[Opening THE DATA section]

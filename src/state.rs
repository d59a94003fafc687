//! Shared state injected into every handler.

use std::sync::Arc;

use crate::application::services::DealService;
use crate::domain::repositories::DealRepository;

/// Application state shared across handlers.
#[derive(Clone)]
pub struct AppState {
    pub deal_service: Arc<DealService>,
}

impl AppState {
    /// Builds the state around a deal repository.
    pub fn new(repository: Arc<dyn DealRepository>) -> Self {
        Self {
            deal_service: Arc::new(DealService::new(repository)),
        }
    }
}
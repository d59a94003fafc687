//! HTTP request handlers for API endpoints.

pub mod deals;
pub mod health;

pub use deals::{get_deal_handler, list_deals_handler};
pub use health::health_handler;
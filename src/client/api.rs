//! HTTP access to the deals endpoints.

use super::criteria::QueryParams;
use super::error::ClientError;
use super::response::{DealPage, DealsResponse, DecodeError};
use crate::domain::entities::Deal;
use async_trait::async_trait;
use reqwest::StatusCode;
use serde::Deserialize;
use std::time::Duration;
use url::Url;

/// Outbound request timeout; expiry surfaces as [`ClientError::Network`].
pub const REQUEST_TIMEOUT: Duration = Duration::from_secs(10);

/// Where the query builder gets deals from.
#[cfg_attr(test, mockall::automock)]
#[async_trait]
pub trait DealsSource: Send + Sync {
    /// `GET /api/deals` with the given parameters.
    async fn fetch_deals(&self, params: &QueryParams) -> Result<DealPage, ClientError>;

    /// `GET /api/deals/{id}`.
    async fn fetch_deal(&self, id: i64) -> Result<Deal, ClientError>;
}

#[derive(Deserialize)]
struct ErrorBody {
    message: Option<String>,
}

/// [`DealsSource`] backed by the deals HTTP API.
#[derive(Debug, Clone)]
pub struct HttpDealsClient {
    http: reqwest::Client,
    base_url: Url,
}

impl HttpDealsClient {
    /// Creates a client for the service at `base_url` (e.g. `http://localhost:3000`).
    ///
    /// Endpoints are resolved relative to the base, so a path prefix such as
    /// `http://gateway/deals-service` is kept.
    pub fn new(base_url: &str) -> Result<Self, ClientError> {
        Self::with_timeout(base_url, REQUEST_TIMEOUT)
    }

    /// Like [`HttpDealsClient::new`] with a custom per-request timeout.
    pub fn with_timeout(base_url: &str, timeout: Duration) -> Result<Self, ClientError> {
        let invalid = |reason: String| ClientError::InvalidBaseUrl {
            url: base_url.to_string(),
            reason,
        };

        let mut url = Url::parse(base_url).map_err(|e| invalid(e.to_string()))?;
        if url.cannot_be_a_base() || !matches!(url.scheme(), "http" | "https") {
            return Err(invalid("expected an http(s) URL".to_string()));
        }
        if !url.path().ends_with('/') {
            let path = format!("{}/", url.path());
            url.set_path(&path);
        }

        let http = reqwest::Client::builder()
            .timeout(timeout)
            .build()?;

        Ok(Self {
            http,
            base_url: url,
        })
    }

    pub fn base_url(&self) -> &Url {
        &self.base_url
    }

    fn endpoint(&self, path: &str) -> Result<Url, ClientError> {
        self.base_url
            .join(path)
            .map_err(|e| ClientError::InvalidBaseUrl {
                url: self.base_url.to_string(),
                reason: e.to_string(),
            })
    }
}

#[async_trait]
impl DealsSource for HttpDealsClient {
    async fn fetch_deals(&self, params: &QueryParams) -> Result<DealPage, ClientError> {
        let url = self.endpoint("api/deals")?;
        tracing::debug!(%url, params = ?params.as_slice(), "GET deals");

        let response = self.http.get(url).query(params.as_slice()).send().await?;
        let body = error_for_status(response).await?.bytes().await?;

        Ok(DealsResponse::from_slice(&body)?.canonicalize())
    }

    async fn fetch_deal(&self, id: i64) -> Result<Deal, ClientError> {
        let url = self.endpoint(&format!("api/deals/{id}"))?;
        tracing::debug!(%url, "GET deal");

        let response = self.http.get(url).send().await?;
        let body = error_for_status(response).await?.bytes().await?;

        serde_json::from_slice(&body)
            .map_err(|e| ClientError::Decode(DecodeError::InvalidDeal(e)))
    }
}

/// Maps non-2xx responses onto the error taxonomy, preferring the server's
/// `message` field.
async fn error_for_status(response: reqwest::Response) -> Result<reqwest::Response, ClientError> {
    let status = response.status();
    if status.is_success() {
        return Ok(response);
    }

    let message = response
        .json::<ErrorBody>()
        .await
        .ok()
        .and_then(|body| body.message)
        .unwrap_or_else(|| format!("Request failed with status {}", status.as_u16()));

    Err(match status {
        StatusCode::BAD_REQUEST => ClientError::Validation(message),
        StatusCode::NOT_FOUND => ClientError::NotFound(message),
        _ => ClientError::Server {
            status: status.as_u16(),
            message,
        },
    })
}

[Closing THE DATA section]

> **INSTRUCTIONS TO FOLLOW**
Output the listing verbatim through the "pub fn new(repository: Arc<dyn" line.

> **SOLVED EXERCISE**
filename src/state.rs
repository d59a94003fafc687
//! Shared state injected into every handler.

use std::sync::Arc;

use crate::application::services::DealService;
use crate::domain::repositories::DealRepository;

/// Application state shared across handlers.
#[derive(Clone)]
pub struct AppState {
    pub deal_service: Arc<DealService>,
}

impl AppState {
    /// Builds the state around a deal repository.
    pub fn new(repository: Arc<dyn DealRepository>) -> Self {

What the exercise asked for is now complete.